Prevaccination Rotavirus Serum IgG and IgA Are Associated With Lower Immunogenicity of Live, Oral Human Rotavirus Vaccine in South African Infants Free

Abstract

Background. Live oral rotavirus (RV) vaccines have shown modest efficacy among children in African countries for reasons that are not completely understood. We examined the possible inhibitory effect of preexisting antirotavirus antibodies on immunogenicity of monovalent RV vaccine (RV1).

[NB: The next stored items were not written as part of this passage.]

use crate::game::note::Note;
use log::debug;
use rand::Rng;
use serde::{Deserialize, Serialize};
use std::str::FromStr;

// Beats 0..4 are a lead-in; candidates run through beat 63 inclusive.
pub const FIRST_BEAT: u32 = 4;
pub const LAST_BEAT: u32 = 63;

pub const MIN_COLUMNS: usize = 2;
pub const MAX_COLUMNS: usize = 6;

#[derive(Debug, Clone, Copy, PartialEq, Eq, Hash, Default, Serialize, Deserialize)]
pub enum Difficulty {
    Easy,
    #[default]
    Normal,
    Hard,
}

impl Difficulty {
    pub const ALL: [Self; 3] = [Self::Easy, Self::Normal, Self::Hard];

    pub const fn as_str(&self) -> &'static str {
        match self {
            Self::Easy => "Easy",
            Self::Normal => "Normal",
            Self::Hard => "Hard",
        }
    }

    /// Probability that any candidate beat carries a note.
    pub const fn density(&self) -> f64 {
        match self {
            Self::Easy => 0.35,
            Self::Normal => 0.50,
            Self::Hard => 0.85,
        }
    }

    /// Multiplier applied to the base scroll speed.
    pub const fn scroll_multiplier(&self) -> f64 {
        match self {
            Self::Easy => 0.8,
            Self::Normal => 1.0,
            Self::Hard => 1.2,
        }
    }
}

impl FromStr for Difficulty {
    type Err = ();

    fn from_str(s: &str) -> Result<Self, Self::Err> {
        match s.trim().to_ascii_lowercase().as_str() {
            "easy" => Ok(Self::Easy),
            "normal" => Ok(Self::Normal),
            "hard" => Ok(Self::Hard),
            _ => Err(()),
        }
    }
}

#[derive(Clone, Debug, Serialize)]
pub struct Chart {
    pub tempo: f64,
    pub difficulty: Difficulty,
    pub columns: usize,
    pub notes: Vec<Note>,
}

impl Chart {
    /// Time of the last note, or 0 for an empty chart.
    pub fn last_note_time(&self) -> f64 {
        self.notes.last().map_or(0.0, |n| n.time)
    }

    pub fn unjudged_count(&self) -> usize {
        self.notes.iter().filter(|n| !n.is_judged()).count()
    }
}

/// Builds a fresh chart: one candidate per beat in `FIRST_BEAT..=LAST_BEAT`,
/// kept with probability `difficulty.density()` on a uniformly random lane.
///
/// `tempo` must be finite and positive and `columns` within
/// `MIN_COLUMNS..=MAX_COLUMNS`; `SessionConfig` guarantees both.
pub fn generate<R: Rng + ?Sized>(
    tempo: f64,
    difficulty: Difficulty,
    columns: usize,
    rng: &mut R,
) -> Chart {
    debug_assert!(tempo.is_finite() && tempo > 0.0, "tempo must be positive");
    debug_assert!(
        (MIN_COLUMNS..=MAX_COLUMNS).contains(&columns),
        "columns out of range"
    );
    let columns = columns.max(1);
    let seconds_per_beat = 60.0 / tempo;
    let density = difficulty.density();

    let mut notes = Vec::with_capacity((LAST_BEAT - FIRST_BEAT + 1) as usize);
    for beat in FIRST_BEAT..=LAST_BEAT {
        let beat_time = f64::from(beat) * seconds_per_beat;
        if rng.gen_range(0.0..1.0) < density {
            let lane = rng.gen_range(0..columns);
            notes.push(Note::new(lane, beat_time));
        }
    }
    // Ascending by time; judgment and rendering rely on it.
    notes.sort_by(|a, b| a.time.total_cmp(&b.time));

    debug!(
        "Generated chart: {} notes, tempo={tempo:.1}, difficulty={}, columns={columns}",
        notes.len(),
        difficulty.as_str()
    );

    Chart {
        tempo,
        difficulty,
        columns,
        notes,
    }
}

#[cfg(test)]
mod tests {
    use super::{Difficulty, FIRST_BEAT, LAST_BEAT, MAX_COLUMNS, MIN_COLUMNS, generate};
    use proptest::prelude::*;
    use rand::SeedableRng;
    use rand::rngs::StdRng;

    #[test]
    fn same_seed_produces_same_chart() {
        let a = generate(120.0, Difficulty::Normal, 4, &mut StdRng::seed_from_u64(7));
        let b = generate(120.0, Difficulty::Normal, 4, &mut StdRng::seed_from_u64(7));
        assert_eq!(a.notes.len(), b.notes.len());
        for (x, y) in a.notes.iter().zip(&b.notes) {
            assert_eq!(x.lane, y.lane);
            assert!((x.time - y.time).abs() <= f64::EPSILON);
        }
    }

    #[test]
    fn notes_land_on_beats_and_start_unjudged() {
        let chart = generate(150.0, Difficulty::Hard, 5, &mut StdRng::seed_from_u64(3));
        let spb = 60.0 / chart.tempo;
        for n in &chart.notes {
            let beat = n.time / spb;
            assert!(
                (beat - beat.round()).abs() < 1e-9,
                "note time {} is not on a beat",
                n.time
            );
            assert!(beat.round() as u32 >= FIRST_BEAT && beat.round() as u32 <= LAST_BEAT);
            assert!(!n.is_judged());
        }
    }

    #[test]
    fn notes_are_time_ordered() {
        let chart = generate(200.0, Difficulty::Hard, 6, &mut StdRng::seed_from_u64(11));
        assert!(chart.notes.windows(2).all(|w| w[0].time < w[1].time));
    }

    #[test]
    fn expected_density_orders_by_difficulty() {
        // 400 charts x 60 candidates per difficulty keeps the means far apart.
        let mut rng = StdRng::seed_from_u64(0xC0FFEE);
        let mut totals = [0usize; 3];
        for (slot, difficulty) in Difficulty::ALL.iter().enumerate() {
            for _ in 0..400 {
                totals[slot] += generate(120.0, *difficulty, 4, &mut rng).notes.len();
            }
        }
        assert!(
            totals[2] >= totals[1] && totals[1] >= totals[0],
            "expected Hard >= Normal >= Easy, got {totals:?}"
        );
    }

    #[test]
    fn difficulty_parses_case_insensitively() {
        assert_eq!(" hard ".parse::<Difficulty>(), Ok(Difficulty::Hard));
        assert_eq!("EASY".parse::<Difficulty>(), Ok(Difficulty::Easy));
        assert!("expert".parse::<Difficulty>().is_err());
        assert_eq!(Difficulty::default(), Difficulty::Normal);
    }

    proptest! {
        #[test]
        fn generated_notes_stay_in_bounds(
            seed in any::<u64>(),
            tempo in 60.0f64..220.0,
            columns in MIN_COLUMNS..=MAX_COLUMNS,
            difficulty_idx in 0usize..3,
        ) {
            let difficulty = Difficulty::ALL[difficulty_idx];
            let chart = generate(tempo, difficulty, columns, &mut StdRng::seed_from_u64(seed));
            let earliest = f64::from(FIRST_BEAT) * 60.0 / tempo;
            prop_assert!(chart.notes.len() <= (LAST_BEAT - FIRST_BEAT + 1) as usize);
            for n in &chart.notes {
                prop_assert!(n.lane < columns);
                prop_assert!(n.time >= earliest - 1e-12);
            }
        }
    }
}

Methods. Mother–infant pairs were enrolled at presentation for their routine immunization visit in Soweto, South Africa, when infants were aged 5–8 weeks. Infant serum samples were obtained before the first and second doses of RV1 and 1 month after the second dose. Maternal serum and breast milk samples were obtained prior to administration of each dose of RV1 to infants. RV-specific immunoglobulin G (IgG), IgA, and neutralizing activity in sera of infants and serum or breast milk samples of mothers were measured using enzyme-linked immunosorbent assays or a microneutralization test.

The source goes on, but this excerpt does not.